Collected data

Content starts

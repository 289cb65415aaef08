//! Kapitel CLI entry point.

use anyhow::Result;
use clap::Parser;
use kapitel::cli::{commands, Cli, Commands};
use kapitel::config::Settings;
use tracing_subscriber::{layer::SubscriberExt, util::SubscriberInitExt, EnvFilter};

#[tokio::main]
async fn main() -> Result<()> {
    let cli = Cli::parse();

    // Initialize logging
    let log_level = match cli.verbose {
        0 => "warn",
        1 => "info",
        2 => "debug",
        _ => "trace",
    };

    tracing_subscriber::registry()
        .with(EnvFilter::new(
            std::env::var("RUST_LOG").unwrap_or_else(|_| format!("kapitel={}", log_level)),
        ))
        .with(tracing_subscriber::fmt::layer().with_target(false))
        .init();

    // Load configuration
    let settings = match &cli.config {
        Some(path) => Settings::load_from(Some(&std::path::PathBuf::from(path)))?,
        None => Settings::load()?,
    };

    // Ensure data directories exist
    std::fs::create_dir_all(settings.data_dir())?;
    std::fs::create_dir_all(settings.temp_dir())?;

    // Execute command
    match &cli.command {
        Commands::Init => {
            commands::run_init(&settings)?;
        }

        Commands::Process { file, title, user } => {
            commands::run_process(file, title.clone(), user, settings).await?;
        }

        Commands::Search {
            query,
            video,
            limit,
            min_score,
            enhanced,
            user,
        } => {
            commands::run_search(
                query,
                video.clone(),
                *limit,
                *min_score,
                *enhanced,
                user,
                settings,
            )
            .await?;
        }

        Commands::Status { video_id } => {
            commands::run_status(video_id, settings).await?;
        }
    }

    Ok(())
}
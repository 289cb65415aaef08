//! CLI module for Kapitel.

pub mod commands;
mod output;

pub use output::{format_timestamp, Output};

use clap::{Parser, Subcommand};

/// Kapitel - Video Chaptering and Semantic Search
///
/// A local-first CLI tool that transcribes videos, splits them into topical
/// chapters with key insights, and makes them searchable by meaning.
/// The name "Kapitel" comes from the Norwegian/Scandinavian word for "chapter."
#[derive(Parser, Debug)]
#[command(name = "kapitel")]
#[command(version, about, long_about = None)]
pub struct Cli {
    /// Increase verbosity (-v for debug, -vv for trace)
    #[arg(short, long, action = clap::ArgAction::Count, global = true)]
    pub verbose: u8,

    /// Path to configuration file
    #[arg(short, long, global = true)]
    pub config: Option<String>,

    #[command(subcommand)]
    pub command: Commands,
}

#[derive(Subcommand, Debug)]
pub enum Commands {
    /// Initialize Kapitel and verify system requirements
    Init,

    /// Transcribe, chapter and index a video file
    Process {
        /// Path to a local video file
        file: String,

        /// Display title (defaults to the file name)
        #[arg(short, long)]
        title: Option<String>,

        /// Owning user ID
        #[arg(short, long, default_value = "local")]
        user: String,
    },

    /// Search processed videos by meaning
    Search {
        /// Search query
        query: String,

        /// Restrict the search to one video ID
        #[arg(long)]
        video: Option<String>,

        /// Maximum number of results
        #[arg(short, long, default_value = "20")]
        limit: usize,

        /// Minimum similarity score (0.0-1.0)
        #[arg(short, long, default_value = "0.5")]
        min_score: f32,

        /// Expand the query with related terms before searching
        #[arg(short, long)]
        enhanced: bool,

        /// User whose library to search
        #[arg(short, long, default_value = "local")]
        user: String,
    },

    /// Show the processing status of a video
    Status {
        /// Video ID
        video_id: String,
    },
}
//! Progress reporting for pipeline runs.
//!
//! The orchestrator reports coarse percentages with a named stage at each
//! step. Sinks must tolerate repeated reports; the monotonic wrapper drops
//! anything that would move progress backwards.

use std::sync::atomic::{AtomicU8, Ordering};
use std::sync::Arc;
use tracing::debug;

/// Receiver of pipeline progress updates.
pub trait ProgressSink: Send + Sync {
    /// Report progress as a percentage (0-100) with a stage label.
    fn report(&self, progress: u8, stage: &str);
}

/// A sink that discards all updates.
#[derive(Default)]
pub struct NullSink;

impl ProgressSink for NullSink {
    fn report(&self, _progress: u8, _stage: &str) {}
}

/// A sink that logs every update via tracing.
#[derive(Default)]
pub struct LogSink;

impl ProgressSink for LogSink {
    fn report(&self, progress: u8, stage: &str) {
        debug!(progress, stage, "pipeline progress");
    }
}

/// Wraps another sink and filters out non-increasing updates.
///
/// Concurrent stage reports can arrive out of order; observers only ever see
/// progress move forward.
pub struct MonotonicSink<S> {
    inner: S,
    high_water: AtomicU8,
}

impl<S: ProgressSink> MonotonicSink<S> {
    pub fn new(inner: S) -> Self {
        Self {
            inner,
            high_water: AtomicU8::new(0),
        }
    }

    /// The highest progress value reported so far.
    pub fn current(&self) -> u8 {
        self.high_water.load(Ordering::SeqCst)
    }
}

impl<S: ProgressSink> ProgressSink for MonotonicSink<S> {
    fn report(&self, progress: u8, stage: &str) {
        let progress = progress.min(100);
        let prev = self.high_water.fetch_max(progress, Ordering::SeqCst);
        if progress > prev {
            self.inner.report(progress, stage);
        }
    }
}

impl<T: ProgressSink + ?Sized> ProgressSink for Arc<T> {
    fn report(&self, progress: u8, stage: &str) {
        (**self).report(progress, stage);
    }
}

Content ends

Reproduce all entries. Keep them exact.

repository 289cb65415aaef08
//! Kapitel CLI entry point.

use anyhow::Result;
use clap::Parser;
use kapitel::cli::{commands, Cli, Commands};
use kapitel::config::Settings;
use tracing_subscriber::{layer::SubscriberExt, util::SubscriberInitExt, EnvFilter};

#[tokio::main]
async fn main() -> Result<()> {
    let cli = Cli::parse();

    // Initialize logging
    let log_level = match cli.verbose {
        0 => "warn",
        1 => "info",
        2 => "debug",
        _ => "trace",
    };

    tracing_subscriber::registry()
        .with(EnvFilter::new(
            std::env::var("RUST_LOG").unwrap_or_else(|_| format!("kapitel={}", log_level)),
        ))
        .with(tracing_subscriber::fmt::layer().with_target(false))
        .init();

    // Load configuration
    let settings = match &cli.config {
        Some(path) => Settings::load_from(Some(&std::path::PathBuf::from(path)))?,
        None => Settings::load()?,
    };

    // Ensure data directories exist
    std::fs::create_dir_all(settings.data_dir())?;
    std::fs::create_dir_all(settings.temp_dir())?;

    // Execute command
    match &cli.command {
        Commands::Init => {
            commands::run_init(&settings)?;
        }

        Commands::Process { file, title, user } => {
            commands::run_process(file, title.clone(), user, settings).await?;
        }

        Commands::Search {
            query,
            video,
            limit,
            min_score,
            enhanced,
            user,
        } => {
            commands::run_search(
                query,
                video.clone(),
                *limit,
                *min_score,
                *enhanced,
                user,
                settings,
            )
            .await?;
        }

        Commands::Status { video_id } => {
            commands::run_status(video_id, settings).await?;
        }
    }

    Ok(())
}
repository 289cb65415aaef08
//! CLI module for Kapitel.

pub mod commands;
mod output;

pub use output::{format_timestamp, Output};

use clap::{Parser, Subcommand};

/// Kapitel - Video Chaptering and Semantic Search
///
/// A local-first CLI tool that transcribes videos, splits them into topical
/// chapters with key insights, and makes them searchable by meaning.
/// The name "Kapitel" comes from the Norwegian/Scandinavian word for "chapter."
#[derive(Parser, Debug)]
#[command(name = "kapitel")]
#[command(version, about, long_about = None)]
pub struct Cli {
    /// Increase verbosity (-v for debug, -vv for trace)
    #[arg(short, long, action = clap::ArgAction::Count, global = true)]
    pub verbose: u8,

    /// Path to configuration file
    #[arg(short, long, global = true)]
    pub config: Option<String>,

    #[command(subcommand)]
    pub command: Commands,
}

#[derive(Subcommand, Debug)]
pub enum Commands {
    /// Initialize Kapitel and verify system requirements
    Init,

    /// Transcribe, chapter and index a video file
    Process {
        /// Path to a local video file
        file: String,

        /// Display title (defaults to the file name)
        #[arg(short, long)]
        title: Option<String>,

        /// Owning user ID
        #[arg(short, long, default_value = "local")]
        user: String,
    },

    /// Search processed videos by meaning
    Search {
        /// Search query
        query: String,

        /// Restrict the search to one video ID
        #[arg(long)]
        video: Option<String>,

        /// Maximum number of results
        #[arg(short, long, default_value = "20")]
        limit: usize,

        /// Minimum similarity score (0.0-1.0)
        #[arg(short, long, default_value = "0.5")]
        min_score: f32,

        /// Expand the query with related terms before searching
        #[arg(short, long)]
        enhanced: bool,

        /// User whose library to search
        #[arg(short, long, default_value = "local")]
        user: String,
    },

    /// Show the processing status of a video
    Status {
        /// Video ID
        video_id: String,
    },
}
//! Progress reporting for pipeline runs.
//!
//! The orchestrator reports coarse percentages with a named stage at each
//! step. Sinks must tolerate repeated reports; the monotonic wrapper drops
//! anything that would move progress backwards.

use std::sync::atomic::{AtomicU8, Ordering};
use std::sync::Arc;
use tracing::debug;

/// Receiver of pipeline progress updates.
pub trait ProgressSink: Send + Sync {
    /// Report progress as a percentage (0-100) with a stage label.
    fn report(&self, progress: u8, stage: &str);
}

/// A sink that discards all updates.
#[derive(Default)]
pub struct NullSink;

impl ProgressSink for NullSink {
    fn report(&self, _progress: u8, _stage: &str) {}
}

/// A sink that logs every update via tracing.
#[derive(Default)]
pub struct LogSink;

impl ProgressSink for LogSink {
    fn report(&self, progress: u8, stage: &str) {
        debug!(progress, stage, "pipeline progress");
    }
}

/// Wraps another sink and filters out non-increasing updates.
///
/// Concurrent stage reports can arrive out of order; observers only ever see
/// progress move forward.
pub struct MonotonicSink<S> {
    inner: S,
    high_water: AtomicU8,
}

impl<S: ProgressSink> MonotonicSink<S> {
    pub fn new(inner: S) -> Self {
        Self {
            inner,
            high_water: AtomicU8::new(0),
        }
    }

    /// The highest progress value reported so far.
    pub fn current(&self) -> u8 {
        self.high_water.load(Ordering::SeqCst)
    }
}

impl<S: ProgressSink> ProgressSink for MonotonicSink<S> {
    fn report(&self, progress: u8, stage: &str) {
        let progress = progress.min(100);
        let prev = self.high_water.fetch_max(progress, Ordering::SeqCst);
        if progress > prev {
            self.inner.report(progress, stage);
        }
    }
}

impl<T: ProgressSink + ?Sized> ProgressSink for Arc<T> {
    fn report(&self, progress: u8, stage: &str) {
        (**self).report(progress, stage);
    }
}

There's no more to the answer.